Furthermore, this pattern of functional stability was corroborated by PERMANOVA test based on functions predicted by FAPROTAX (Louca et al., 2016). The differences of FAPROTAX functional patterns (data in Supplementary Dataset 5) were insignificant between Hotels and Others [PERMANOVA test, R2 = 0.001, Pr (>F) = 0.901], CCDL and Gates [PERMANOVA test, R2 = 0.003, Pr (>F) = 0.770], CCDL and Hotels [PERMANOVA test, R2 = 0.002, Pr (>F) = 0.872], Gates and Others [PERMANOVA test, R2 = 0.004, Pr (>F) = 0.355], and among four campuses [PERMANOVA test, R2 = 0.009, Pr (>F) = 0.420], with the only exception which is between lakes versus others [PERMANOVA test, R2 = 0.027, Pr (>F) = 0.002] and sports fields versus others [PERMANOVA test, R2 = 0.086, Pr (>F) = 0.0001, in general; R2 = 0.088, Pr (>F) = 0.004, in winter; R2 = 0.259, Pr (>F) = 0.0001, in spring]. Possible explanation for this might be that the stability of functional compositions of the campus outdoor microbial communities was perturbed most significantly at the sports fields and the lakes. For the sports fields, the differences are largely due to the fact that the ground surfaces are straightly under the sunshine and rain, as well as exposed to constant incoming and outgoing persons for exercises. However, for the lakes, there was no significant difference detected when test one season a time [PICRUSt-predicted functions, R2 = 0.022, Pr (>F) = 0.103, in winter; R2 = 0.021, Pr (>F) = 0.156, in spring; R2 = 0.013, Pr (>F) = 0.190, in summer; and R2 = 0.031, Pr (>F) = 0.275, in autumn]. It means the functional composition variances are largely due to the seasonal factors rather than human activities.
Interestingly, the functional robustness could be interrupted by drastic changes of campus environment such as the summer downpour of 2016 (Savage et al., 2016). Although the microbial communities’ function endured a sharp shift immediately after the downpour (<24 h) [PERMANOVA test, R2 = 0.3793, Pr (>F) = 0.001], along with microbial community structure variation (Figure 5K) and a typical RA variation of seasonal biomarker (e.g., Flavobacterium, Figures 5L–N), this interrupted pattern could be reverted back to the seasonal sine pattern (Figure 3G).

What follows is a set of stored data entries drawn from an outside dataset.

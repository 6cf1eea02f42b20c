//! CSV ingest for the three dataset shapes.
//!
//! The engine consumes daily cumulative counts at three geographic levels,
//! one file per level:
//!
//! - national: `date,cases,deaths`
//! - state: `date,state,fips,cases,deaths`
//! - county: `date,county,state,fips,cases,deaths`
//!
//! Columns are matched by header name, so order does not matter and the
//! optional `fips` column may be absent or empty. Any row that fails to
//! parse (bad date, non-numeric count, missing field) aborts the load with
//! `MalformedInput` carrying the file and 1-based line; a contract
//! violation, not something to skip past.

use std::collections::HashMap;
use std::fs::File;
use std::io::Read;
use std::path::Path;

use chrono::NaiveDate;
use serde::de::DeserializeOwned;
use serde::Deserialize;
use tracing::debug;

use crate::error::{Result, TrendsError};
use crate::store::CumulativeRow;

/// One row of the national dataset.
#[derive(Debug, Clone, Deserialize)]
pub struct NationalRow {
    pub date: NaiveDate,
    pub cases: f64,
    pub deaths: f64,
}

/// One row of the per-state dataset.
#[derive(Debug, Clone, Deserialize)]
pub struct StateRow {
    pub date: NaiveDate,
    pub state: String,
    #[serde(default)]
    pub fips: Option<String>,
    pub cases: f64,
    pub deaths: f64,
}

/// One row of the per-county dataset.
#[derive(Debug, Clone, Deserialize)]
pub struct CountyRow {
    pub date: NaiveDate,
    pub county: String,
    pub state: String,
    #[serde(default)]
    pub fips: Option<String>,
    pub cases: f64,
    pub deaths: f64,
}

impl From<&NationalRow> for CumulativeRow {
    fn from(row: &NationalRow) -> Self {
        CumulativeRow {
            date: row.date,
            cases: row.cases,
            deaths: row.deaths,
        }
    }
}

/// Read the national dataset.
pub fn read_national(path: &Path) -> Result<Vec<NationalRow>> {
    read_rows(path)
}

/// Read the per-state dataset.
pub fn read_states(path: &Path) -> Result<Vec<StateRow>> {
    read_rows(path)
}

/// Read the per-county dataset.
pub fn read_counties(path: &Path) -> Result<Vec<CountyRow>> {
    read_rows(path)
}

fn read_rows<T: DeserializeOwned>(path: &Path) -> Result<Vec<T>> {
    let file = File::open(path).map_err(|source| TrendsError::Io {
        path: path.to_path_buf(),
        source,
    })?;
    let rows = rows_from_reader(file, path)?;
    debug!(path = %path.display(), rows = rows.len(), "read dataset");
    Ok(rows)
}

fn rows_from_reader<T: DeserializeOwned, R: Read>(reader: R, path: &Path) -> Result<Vec<T>> {
    let mut reader = csv::ReaderBuilder::new()
        .trim(csv::Trim::All)
        .from_reader(reader);

    let mut rows = Vec::new();
    for result in reader.deserialize() {
        let row: T = result.map_err(|e| malformed(path, e))?;
        rows.push(row);
    }
    Ok(rows)
}

fn malformed(path: &Path, err: csv::Error) -> TrendsError {
    let line = err.position().map(|pos| pos.line());
    match line {
        Some(line) => {
            TrendsError::MalformedInput(format!("{} line {line}: {err}", path.display()))
        }
        None => TrendsError::MalformedInput(format!("{}: {err}", path.display())),
    }
}

/// Group state rows into per-state cumulative sequences.
///
/// Groups appear in first-appearance order; rows within a group keep their
/// file order (the dataset contract says dates are strictly increasing
/// within each state, which `RegionStore::load` enforces).
pub fn group_states(rows: &[StateRow]) -> Vec<(String, Vec<CumulativeRow>)> {
    let mut order: Vec<String> = Vec::new();
    let mut groups: HashMap<String, Vec<CumulativeRow>> = HashMap::new();

    for row in rows {
        if !groups.contains_key(&row.state) {
            order.push(row.state.clone());
        }
        groups
            .entry(row.state.clone())
            .or_default()
            .push(CumulativeRow {
                date: row.date,
                cases: row.cases,
                deaths: row.deaths,
            });
    }

    order
        .into_iter()
        .map(|state| {
            let rows = groups.remove(&state).unwrap_or_default();
            (state, rows)
        })
        .collect()
}

/// Group county rows into per-(state, county) cumulative sequences, in
/// first-appearance order.
pub fn group_counties(rows: &[CountyRow]) -> Vec<((String, String), Vec<CumulativeRow>)> {
    let mut order: Vec<(String, String)> = Vec::new();
    let mut groups: HashMap<(String, String), Vec<CumulativeRow>> = HashMap::new();

    for row in rows {
        let group = (row.state.clone(), row.county.clone());
        if !groups.contains_key(&group) {
            order.push(group.clone());
        }
        groups.entry(group).or_default().push(CumulativeRow {
            date: row.date,
            cases: row.cases,
            deaths: row.deaths,
        });
    }

    order
        .into_iter()
        .map(|group| {
            let rows = groups.remove(&group).unwrap_or_default();
            (group, rows)
        })
        .collect()
}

We admit that the robustness of functions of microbial communities that we have observed might not be refined, due to the nature that all functions are predicted based on 16S rRNA. However, these results have provided valuable hints for future examination of microbial communities in semi-open community: as such functional robustness of microbial communities against seasonal changes are of ecological considerable for better understanding of campus microbial communities, we deem further investigation based on metagenomic, metatranscriptomic, and metaproteomic data would be invaluable.
Multiple Drivers of the Microbial Structure
Campus outdoor microbial communities are exposed to human effects and environmental stressors (e.g., temperature), as a relatively enclosed community. We conducted Mantel’s test to assess the effect size (ES) of these potential drivers on the microbial taxonomy and function among three typical groups [temperature, barometric pressure, and human density, PERMANOVA test, Pr (>F) = 0.001, Figure 6A]. Temperature (Mantel’s test, ES = 0.176, p = 1e-04, Supplementary Figure 5B) influenced profoundly on microbial taxonomy, while human effects (ES = 0.111, p = 3e-04, Supplementary Figure 5B) and barometric pressure exerted fewer contributions (ES = 0.100, p = 1e-04, Figure 6B). As for microbial functions, the influences of barometric pressure (Mantel’s test, ES = 0.136, p = 1e-04) and temperature (ES = 0.137, p = 1e-04) were stronger than that of human effects (ES = 0.110, p = 1e-04, Figure 6C). Therefore, we speculated that though campus outdoor microbial communities were under considerable impact from human activities, the climatic factors together would exert stronger influences on the microbial community.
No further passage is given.